As I say, this was a private conversation, with a “complicated” man who Reagan always struggled to relate to. It’s not like he said it on national television or something. Seriously? This is all the left has? Out of Reagan’s entire record? Even Naftali concedes, “Reagan’s racism appears to be documented only once on the Nixon tapes, and never in his own diaries.” Or anywhere else for that matter.
Understand that for the left, anyone who disagrees with the left’s policy preferences is a racist by definition. Hence, the left thinks Reagan was a racist because—gasp!—he criticized the Great Society! (More than once arguing this case at length before the NAACP, the horrid man.) And as the higher learning on race on campus these days holds that every single white person in America is a racist, it is hard to get very excited about this just now.

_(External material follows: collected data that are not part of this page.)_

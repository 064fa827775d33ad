//! Error types for the domain layer.

use std::collections::HashMap;
use std::error::Error;
use std::fmt;
use thiserror::Error;

/// Errors that occur during value object construction.
#[derive(Debug, Clone, PartialEq, Eq, Error)]
pub enum ValidationError {
    #[error("Field '{field}' cannot be empty")]
    EmptyField { field: String },

    #[error("Field '{field}' has invalid format: {reason}")]
    InvalidFormat { field: String, reason: String },
}

impl ValidationError {
    /// Creates an empty field validation error.
    pub fn empty_field(field: impl Into<String>) -> Self {
        ValidationError::EmptyField { field: field.into() }
    }

    /// Creates an invalid format validation error.
    pub fn invalid_format(field: impl Into<String>, reason: impl Into<String>) -> Self {
        ValidationError::InvalidFormat {
            field: field.into(),
            reason: reason.into(),
        }
    }
}

/// Error codes organized by category.
#[derive(Debug, Clone, Copy, PartialEq, Eq, Hash)]
pub enum ErrorCode {
    // Validation errors
    ValidationFailed,

    // Not found errors
    SubscriptionNotFound,
    PaymentNotFound,
    NotificationNotFound,

    // State errors
    InvalidStateTransition,

    // Infrastructure errors
    DatabaseError,
    Timeout,
    InternalError,
}

impl fmt::Display for ErrorCode {
    fn fmt(&self, f: &mut fmt::Formatter<'_>) -> fmt::Result {
        let s = match self {
            ErrorCode::ValidationFailed => "VALIDATION_FAILED",
            ErrorCode::SubscriptionNotFound => "SUBSCRIPTION_NOT_FOUND",
            ErrorCode::PaymentNotFound => "PAYMENT_NOT_FOUND",
            ErrorCode::NotificationNotFound => "NOTIFICATION_NOT_FOUND",
            ErrorCode::InvalidStateTransition => "INVALID_STATE_TRANSITION",
            ErrorCode::DatabaseError => "DATABASE_ERROR",
            ErrorCode::Timeout => "TIMEOUT",
            ErrorCode::InternalError => "INTERNAL_ERROR",
        };
        write!(f, "{}", s)
    }
}

/// Standard domain error with code, message, and optional details.
#[derive(Debug, Clone)]
pub struct DomainError {
    pub code: ErrorCode,
    pub message: String,
    pub details: HashMap<String, String>,
}

impl DomainError {
    /// Creates a new domain error.
    pub fn new(code: ErrorCode, message: impl Into<String>) -> Self {
        Self {
            code,
            message: message.into(),
            details: HashMap::new(),
        }
    }

    /// Creates a database error, the most common infrastructure failure.
    pub fn database(message: impl Into<String>) -> Self {
        Self::new(ErrorCode::DatabaseError, message)
    }

    /// Adds a detail to the error.
    pub fn with_detail(mut self, key: impl Into<String>, value: impl Into<String>) -> Self {
        self.details.insert(key.into(), value.into());
        self
    }

    /// True when the failure is transient infrastructure and a retry may succeed.
    pub fn is_transient(&self) -> bool {
        matches!(
            self.code,
            ErrorCode::DatabaseError | ErrorCode::Timeout | ErrorCode::InternalError
        )
    }
}

impl fmt::Display for DomainError {
    fn fmt(&self, f: &mut fmt::Formatter<'_>) -> fmt::Result {
        write!(f, "[{}] {}", self.code, self.message)
    }
}

impl Error for DomainError {}

impl From<ValidationError> for DomainError {
    fn from(err: ValidationError) -> Self {
        DomainError::new(ErrorCode::ValidationFailed, err.to_string())
    }
}
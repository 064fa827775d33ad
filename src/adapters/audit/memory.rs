//! Audit sink that keeps entries in memory for assertions.

use async_trait::async_trait;
use tokio::sync::Mutex;

use crate::ports::{AuditEntry, AuditSink};

#[derive(Default)]
pub struct InMemoryAuditSink {
    entries: Mutex<Vec<AuditEntry>>,
}

impl InMemoryAuditSink {
    pub fn new() -> Self {
        Self::default()
    }

    pub async fn entries(&self) -> Vec<AuditEntry> {
        self.entries.lock().await.clone()
    }

    /// Most recently recorded entry.
    pub async fn last(&self) -> Option<AuditEntry> {
        self.entries.lock().await.last().cloned()
    }
}

#[async_trait]
impl AuditSink for InMemoryAuditSink {
    async fn record(&self, entry: AuditEntry) {
        self.entries.lock().await.push(entry);
    }
}

#[cfg(test)]
mod tests {
    use super::*;
    use crate::domain::billing::RenewalEventKind;
    use crate::domain::foundation::Timestamp;

    #[tokio::test]
    async fn keeps_entries_in_order() {
        let sink = InMemoryAuditSink::new();
        for disposition in ["applied", "no_op"] {
            sink.record(AuditEntry {
                notification_id: Some("n1".to_string()),
                purchase_token: "tok".to_string(),
                kind: RenewalEventKind::Renewed,
                subscription_id: None,
                recurring_status: None,
                disposition: disposition.to_string(),
                reason: None,
                recorded_at: Timestamp::now(),
            })
            .await;
        }

        let entries = sink.entries().await;
        assert_eq!(entries.len(), 2);
        assert_eq!(sink.last().await.unwrap().disposition, "no_op");
    }
}
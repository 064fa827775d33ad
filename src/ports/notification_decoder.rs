//! NotificationDecoder port - Provider payload to normalized event.
//!
//! Each provider plugs in its own decoder; the orchestrator only ever sees
//! `DecodedNotification`.

use std::collections::HashMap;

use crate::domain::billing::{DecodeError, RenewalEvent};

/// A pushed message as received, before provider-specific decoding.
#[derive(Debug, Clone, Default, PartialEq, Eq)]
pub struct InboundMessage {
    /// Push delivery id; becomes the event's dedup key.
    pub message_id: Option<String>,

    /// Opaque provider payload (base64).
    pub data: String,

    pub publish_time: Option<String>,
    pub attributes: HashMap<String, String>,
}

/// What a payload turned out to be.
#[derive(Debug, Clone, PartialEq, Eq)]
pub enum DecodedNotification {
    /// A subscription lifecycle event to reconcile.
    Renewal(RenewalEvent),

    /// Console test publish; acknowledged and otherwise ignored.
    Test,

    /// A notification this engine does not handle; acknowledged and logged.
    Unsupported(String),
}

pub trait NotificationDecoder: Send + Sync {
    /// Decodes a pushed message.
    ///
    /// # Errors
    ///
    /// Returns `DecodeError` if the payload cannot be parsed.
    fn decode(&self, message: &InboundMessage) -> Result<DecodedNotification, DecodeError>;
}
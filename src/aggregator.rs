//! Turns a raw provider response into a [`Report`].
//!
//! Every per-source rule lives in one of the tables below:
//!
//! - [`GEO_SOURCES`] and `GEO_RULES`: geolocation sources in priority order
//!   and the predicates a source must satisfy, strictest first. A source is
//!   taken wholesale; fields are never merged across sources.
//! - [`BLACKLISTS`]: the lists consulted and the verdict field of each.
//! - [`ANONYMIZER_INDICATORS`]: for each anonymizer category, the indicators
//!   that are OR-ed together.

use crate::config::Thresholds;
use crate::credentials::CredentialPool;
use crate::providers::{LookupError, RawLookupResult, SourceFields};
use crate::report::{
    AnonymizerCategory, AnonymizerVerdict, Anonymizers, BlacklistVerdict, Blacklists, GeoRecord,
    Geolocation, QuotaTier, Report, ScoreTier,
};
use serde_json::Value;
use tracing::debug;

/// Geolocation sources, highest priority first.
pub const GEO_SOURCES: &[&str] = &["dbip", "ipinfo", "maxmind_geolite2"];

#[derive(Debug, Clone, Copy)]
enum GeoTier {
    Qualified,
    CountryOnly,
}

/// Acceptance rules, strictest first. Each rule scans all sources in
/// priority order before the next rule is tried.
const GEO_RULES: &[(GeoTier, fn(&GeoRecord) -> bool)] = &[
    (GeoTier::Qualified, GeoRecord::is_qualified),
    (GeoTier::CountryOnly, GeoRecord::has_country),
];

/// A blacklist and the boolean field carrying its verdict.
pub struct BlacklistSource {
    pub list: &'static str,
    pub field: &'static str,
    pub label: &'static str,
}

pub const BLACKLISTS: &[BlacklistSource] = &[
    BlacklistSource {
        list: "firehol",
        field: "ip_blacklisted_30",
        label: "Firehol (30 days)",
    },
    BlacklistSource {
        list: "ip2proxy_lite",
        field: "ip_blacklisted",
        label: "IP2Proxy Lite",
    },
    BlacklistSource {
        list: "ipsum",
        field: "ip_blacklisted",
        label: "IPsum",
    },
    BlacklistSource {
        list: "spamhaus_drop",
        field: "ip_blacklisted",
        label: "Spamhaus DROP",
    },
    BlacklistSource {
        list: "x4bnet",
        field: "is_blacklisted_spambot",
        label: "X4Bnet Spambot",
    },
];

/// Where an indicator field lives.
#[derive(Debug, Clone, Copy)]
pub enum Origin {
    /// The provider's own proxy block.
    Provider,
    /// A named external data source.
    External(&'static str),
}

/// A single raw signal contributing to an anonymizer category.
#[derive(Debug, Clone, Copy)]
pub enum Indicator {
    /// Boolean field that is true.
    Flag {
        origin: Origin,
        field: &'static str,
    },
    /// String field equal to one of `values`.
    OneOf {
        origin: Origin,
        field: &'static str,
        values: &'static [&'static str],
    },
}

const fn flag(origin: Origin, field: &'static str) -> Indicator {
    Indicator::Flag { origin, field }
}

const fn one_of(origin: Origin, field: &'static str, values: &'static [&'static str]) -> Indicator {
    Indicator::OneOf {
        origin,
        field,
        values,
    }
}

const X4BNET: Origin = Origin::External("x4bnet");
const IP2PROXY: Origin = Origin::External("ip2proxy");
const IP2PROXY_LITE: Origin = Origin::External("ip2proxy_lite");
const GOOGLE: Origin = Origin::External("google");

const VPN_TYPES: &[&str] = &["VPN"];
const PUBLIC_PROXY_TYPES: &[&str] = &["PUB", "PUB,WEB"];
const WEB_PROXY_TYPES: &[&str] = &["WEB"];

/// Anonymizer categories in report order, with their indicators.
pub const ANONYMIZER_INDICATORS: &[(AnonymizerCategory, &[Indicator])] = &[
    (
        AnonymizerCategory::Vpn,
        &[
            flag(Origin::Provider, "is_vpn"),
            flag(X4BNET, "is_vpn"),
            one_of(IP2PROXY, "proxy_type", VPN_TYPES),
            one_of(IP2PROXY_LITE, "proxy_type", VPN_TYPES),
        ],
    ),
    (
        AnonymizerCategory::Tor,
        &[flag(Origin::Provider, "is_tor"), flag(X4BNET, "is_tor")],
    ),
    (
        AnonymizerCategory::Datacenter,
        &[
            flag(Origin::Provider, "is_datacenter"),
            flag(Origin::Provider, "is_amazon_aws"),
            flag(Origin::Provider, "is_google"),
        ],
    ),
    (
        AnonymizerCategory::PublicProxy,
        &[
            one_of(IP2PROXY, "proxy_type", PUBLIC_PROXY_TYPES),
            one_of(IP2PROXY_LITE, "proxy_type", PUBLIC_PROXY_TYPES),
        ],
    ),
    (
        AnonymizerCategory::WebProxy,
        &[
            one_of(IP2PROXY, "proxy_type", WEB_PROXY_TYPES),
            one_of(IP2PROXY_LITE, "proxy_type", WEB_PROXY_TYPES),
        ],
    ),
    (
        AnonymizerCategory::SearchEngineBot,
        &[
            flag(Origin::Provider, "is_google"),
            flag(GOOGLE, "is_googlebot"),
        ],
    ),
];

/// Builds reports from raw lookups.
#[derive(Debug, Clone, Default)]
pub struct ReportAggregator {
    thresholds: Thresholds,
}

impl ReportAggregator {
    pub fn new(thresholds: Thresholds) -> Self {
        Self { thresholds }
    }

    /// Build the report for `ip`, looked up with credential `credential_id`.
    ///
    /// The lookup's remaining-quota figure is recorded in `pool` before the
    /// aggregate is read. Nothing is recorded when the raw data is malformed.
    pub fn build(
        &self,
        ip: &str,
        raw: &RawLookupResult,
        credential_id: &str,
        pool: &CredentialPool,
    ) -> Result<Report, LookupError> {
        let geolocation = select_geolocation(raw)?;
        let blacklists = blacklist_verdicts(raw)?;
        let anonymizers = anonymizer_verdicts(raw)?;

        if let Some(remaining) = raw.quota_remaining {
            pool.record_quota(credential_id, remaining);
        }
        let quota_remaining = pool.total_remaining();

        let risk = raw
            .risk
            .as_deref()
            .map(str::trim)
            .filter(|r| !r.is_empty())
            .map(str::to_uppercase);

        debug!(
            ip = %ip,
            geo_source = ?geolocation.source(),
            clean = blacklists.clean,
            anonymized = !anonymizers.none_detected(),
            quota_remaining,
            "Report built"
        );

        Ok(Report {
            ip: ip.to_string(),
            score: raw.score,
            score_tier: raw
                .score
                .map(|s| ScoreTier::from_score(s, &self.thresholds.score)),
            risk,
            geolocation,
            blacklists,
            anonymizers,
            detail_url: raw.detail_url.clone().filter(|u| !u.is_empty()),
            credential: credential_id.to_string(),
            quota_remaining,
            quota_tier: QuotaTier::from_remaining(quota_remaining, &self.thresholds.quota),
        })
    }
}

/// Pick the geolocation by rule, then by source priority.
///
/// Sources are decoded only when a rule reaches them, so nothing past the
/// winning source is read.
fn select_geolocation(raw: &RawLookupResult) -> Result<Geolocation, LookupError> {
    let mut records: Vec<Option<GeoRecord>> = vec![None; GEO_SOURCES.len()];

    for (tier, accepts) in GEO_RULES {
        for (i, &source) in GEO_SOURCES.iter().enumerate() {
            let Some(fields) = raw.source(source) else {
                continue;
            };
            let record = match &mut records[i] {
                Some(record) => record,
                slot => slot.insert(geo_record(source, fields)?),
            };
            if !accepts(&*record) {
                continue;
            }

            let source = source.to_string();
            let record = record.clone();
            return Ok(match tier {
                GeoTier::Qualified => Geolocation::Qualified { source, record },
                GeoTier::CountryOnly => Geolocation::CountryOnly { source, record },
            });
        }
    }

    Ok(Geolocation::Unavailable)
}

fn geo_record(source: &str, fields: &SourceFields) -> Result<GeoRecord, LookupError> {
    let text = |field: &str| geo_text(source, field, fields.get(field));
    Ok(GeoRecord {
        country_name: text("ip_country_name")?,
        country_code: text("ip_country_code")?,
        state: text("ip_state_name")?,
        district: text("ip_district_name")?,
        city: text("ip_city")?,
        postcode: text("ip_postcode")?,
    })
}

/// A geo field as non-empty text. Numbers are accepted (postcodes).
fn geo_text(source: &str, field: &str, value: Option<&Value>) -> Result<Option<String>, LookupError> {
    match value {
        None | Some(Value::Null) => Ok(None),
        Some(Value::String(s)) => {
            let s = s.trim();
            Ok((!s.is_empty()).then(|| s.to_string()))
        }
        Some(Value::Number(n)) => Ok(Some(n.to_string())),
        Some(other) => Err(shape_error(source, field, "text", other)),
    }
}

fn blacklist_verdicts(raw: &RawLookupResult) -> Result<Blacklists, LookupError> {
    let mut verdicts = Vec::with_capacity(BLACKLISTS.len());
    for entry in BLACKLISTS {
        let value = raw.source(entry.list).and_then(|f| f.get(entry.field));
        let verdict = optional_bool(entry.list, entry.field, value)?;
        verdicts.push(BlacklistVerdict {
            list: entry.list.to_string(),
            label: entry.label.to_string(),
            responded: verdict.is_some(),
            listed: verdict.unwrap_or(false),
        });
    }

    let clean = verdicts.iter().all(|v| v.responded && !v.listed);
    Ok(Blacklists { verdicts, clean })
}

fn anonymizer_verdicts(raw: &RawLookupResult) -> Result<Anonymizers, LookupError> {
    let mut verdicts = Vec::with_capacity(ANONYMIZER_INDICATORS.len());
    for (category, indicators) in ANONYMIZER_INDICATORS {
        let mut detected = false;
        // Evaluate every indicator so malformed fields are always reported.
        for indicator in indicators.iter() {
            detected |= indicator_fires(raw, indicator)?;
        }
        verdicts.push(AnonymizerVerdict {
            category: *category,
            detected,
        });
    }
    Ok(Anonymizers { verdicts })
}

/// Source name and value of an indicator field.
fn locate<'a>(raw: &'a RawLookupResult, origin: Origin, field: &str) -> (&'static str, Option<&'a Value>) {
    match origin {
        Origin::Provider => ("scamalytics_proxy", raw.proxy.get(field)),
        Origin::External(source) => (source, raw.source(source).and_then(|f| f.get(field))),
    }
}

fn indicator_fires(raw: &RawLookupResult, indicator: &Indicator) -> Result<bool, LookupError> {
    match *indicator {
        Indicator::Flag { origin, field } => {
            let (source, value) = locate(raw, origin, field);
            Ok(optional_bool(source, field, value)?.unwrap_or(false))
        }
        Indicator::OneOf {
            origin,
            field,
            values,
        } => {
            let (source, value) = locate(raw, origin, field);
            match value {
                None | Some(Value::Null) => Ok(false),
                Some(Value::String(s)) => Ok(values.contains(&s.trim())),
                Some(other) => Err(shape_error(source, field, "text", other)),
            }
        }
    }
}

fn optional_bool(source: &str, field: &str, value: Option<&Value>) -> Result<Option<bool>, LookupError> {
    match value {
        None | Some(Value::Null) => Ok(None),
        Some(Value::Bool(b)) => Ok(Some(*b)),
        Some(other) => Err(shape_error(source, field, "a boolean", other)),
    }
}

fn shape_error(source: &str, field: &str, expected: &str, got: &Value) -> LookupError {
    LookupError::InternalContract(format!(
        "{}.{}: expected {}, got {}",
        source, field, expected, got
    ))
}
//! Scamalytics v3 reputation source.

use super::{LookupError, RawLookupResult, ReputationSource, SourceFields};
use crate::config::ProviderConfig;
use crate::credentials::Credential;
use async_trait::async_trait;
use reqwest::Client;
use serde::Deserialize;
use serde_json::Value;
use std::collections::BTreeMap;
use std::time::Duration;
use tracing::{debug, warn};

/// Top-level response envelope.
#[derive(Debug, Deserialize)]
struct Envelope {
    scamalytics: ScamalyticsData,

    #[serde(default)]
    external_datasources: Option<BTreeMap<String, Value>>,
}

/// The provider's own verdict block.
#[derive(Debug, Deserialize)]
struct ScamalyticsData {
    status: String,

    /// Fraud score (0-100).
    #[serde(default)]
    scamalytics_score: Option<u32>,

    /// Risk label ("low", "medium", "high", "very high").
    #[serde(default)]
    scamalytics_risk: Option<String>,

    #[serde(default)]
    scamalytics_url: Option<String>,

    #[serde(default)]
    scamalytics_proxy: Option<SourceFields>,

    #[serde(default)]
    credits: Option<Credits>,
}

#[derive(Debug, Deserialize)]
struct Credits {
    #[serde(default)]
    remaining: Option<i64>,
}

/// Scamalytics API client.
pub struct ScamalyticsClient {
    base_url: String,
    client: Client,
}

impl ScamalyticsClient {
    /// Create a new client.
    pub fn new(config: &ProviderConfig) -> Result<Self, reqwest::Error> {
        let client = Client::builder()
            .timeout(Duration::from_millis(config.timeout_ms))
            .user_agent(concat!("ip-risk-report/", env!("CARGO_PKG_VERSION")))
            .build()?;

        Ok(Self {
            base_url: config.base_url.trim_end_matches('/').to_string(),
            client,
        })
    }

    /// Per-account endpoint.
    fn endpoint(&self, credential: &Credential) -> String {
        format!("{}/{}/", self.base_url, credential.id)
    }
}

#[async_trait]
impl ReputationSource for ScamalyticsClient {
    async fn lookup(
        &self,
        ip: &str,
        credential: &Credential,
    ) -> Result<RawLookupResult, LookupError> {
        debug!(ip = %ip, credential = %credential.id, "Querying Scamalytics");

        let response = self
            .client
            .get(self.endpoint(credential))
            .query(&[("key", credential.secret.as_str()), ("ip", ip)])
            .send()
            .await?;

        let status = response.status();
        if !status.is_success() {
            warn!(ip = %ip, credential = %credential.id, status = %status, "Scamalytics HTTP error");
            return Err(LookupError::ProviderHttp {
                code: status.as_u16(),
            });
        }

        let body = response.bytes().await?;
        let result = decode_envelope(&body)?;

        debug!(
            ip = %ip,
            score = ?result.score,
            risk = ?result.risk,
            sources = result.sources.len(),
            remaining = ?result.quota_remaining,
            "Scamalytics lookup complete"
        );

        Ok(result)
    }

    fn name(&self) -> &str {
        "scamalytics"
    }
}

/// Decode and classify a 2xx response body.
pub(crate) fn decode_envelope(body: &[u8]) -> Result<RawLookupResult, LookupError> {
    let value: Value = serde_json::from_slice(body)
        .map_err(|e| LookupError::InternalContract(format!("response is not JSON: {}", e)))?;

    let block = value
        .get("scamalytics")
        .and_then(Value::as_object)
        .ok_or_else(|| {
            LookupError::InternalContract("response has no scamalytics object".to_string())
        })?;

    // Classify before the strict decode: error envelopes carry few fields.
    let status = block.get("status").and_then(Value::as_str).unwrap_or("");
    if status != "ok" {
        let message = block
            .get("error")
            .and_then(Value::as_str)
            .filter(|m| !m.is_empty())
            .unwrap_or("unknown error")
            .to_string();
        return Err(LookupError::ProviderLogical { message });
    }

    let envelope: Envelope = serde_json::from_value(value)
        .map_err(|e| LookupError::InternalContract(format!("malformed envelope: {}", e)))?;

    let mut sources = BTreeMap::new();
    for (name, fields) in envelope.external_datasources.unwrap_or_default() {
        match fields {
            Value::Object(map) => {
                sources.insert(name, map);
            }
            Value::Null => {}
            other => {
                return Err(LookupError::InternalContract(format!(
                    "external source '{}' is not an object: {}",
                    name, other
                )));
            }
        }
    }

    let data = envelope.scamalytics;
    Ok(RawLookupResult {
        status: data.status,
        score: data.scamalytics_score,
        risk: data.scamalytics_risk,
        detail_url: data.scamalytics_url,
        quota_remaining: data
            .credits
            .and_then(|c| c.remaining)
            .map(|r| r.max(0) as u64),
        proxy: data.scamalytics_proxy.unwrap_or_default(),
        sources,
    })
}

The other piece of evidence the left tries to use to tar Reagan with their racist paint-roller was his 1980 campaign appearance in Philadelphia, Mississippi, right after the GOP convention. Philadelphia is near where civil rights activists Michael Schwerner, Andrew Goodman, and James Chaney were murdered in 1964. In the course of his remarks, Reagan said:
What we have to do is bring back the recognition that the people of this country can solve its problems. I still believe the answer to any problem lies with the people. I believe in state’s rights and I believe in people doing as much as they can for themselves at the community level and at the private level. I believe we have distorted the balance of our government today by giving powers that were never intended to be given in the Constitution to that federal establishment. (Emphasis added.)
To be sure, it is difficult to imagine that Reagan was oblivious to the historical baggage of the phrase “states’ rights” in Mississippi, and it cannot be ruled out that he was conscious of the problematic implication of his choice of words, just as Jimmy Carter was not presumed innocent of his use of “ethnic purity” in 1976. (Never mind for now Carter’s shameful race-baiting in every single one of his Georgia campaigns.) In fact, I later learned from Reagan’s pollster Richard Wirthlin that Reagan was not happy to have been scheduled there; it was Trent Lott’s idea, but the campaign knew as a general matter that defeating Jimmy Carter would require stealing back some of the southern states that put him over in 1976. Wirthlin told me it was one of only three occasions he could remember of Reagan being visibly angry.
And is Mississippi supposed to be off limits to Republican candidates in perpetuity? I’m sure the left thinks so. Now, about “state’s rights.” Reagan was clearly reiterating his well-known opinion against centralized government power, similar to his 1976 pledge to return control of many social programs to the states. “Most of those at the rally,” the New York Times (!!!) reported the next day, “apparently regarded the statement as having been made in that context.” And as a westerner Reagan had fully associated himself with the “Sagebrush Rebellion,” for whom “states’ rights” meant wresting control of land from Washington.
The same day Reagan made his “states’ rights” remark, the National Governors Association issued what the Associated Press described as “a militant call for reduced federal involvement in state and local affairs.” Arizona Governor Bruce Babbitt, while affirming his liberal and Democratic credentials, nonetheless wrote in the New York Times that “It is time to take hard look at ‘states’ rights’—and responsibilities—and to sort out the respective functions of the federal government and the states.”
But it’s different when a liberal Democrat says that, because reasons.
For a more complete treatment of this latest trumped (heh) up “scandal,” see Paul Kengor’s fine article over at The American Spectator.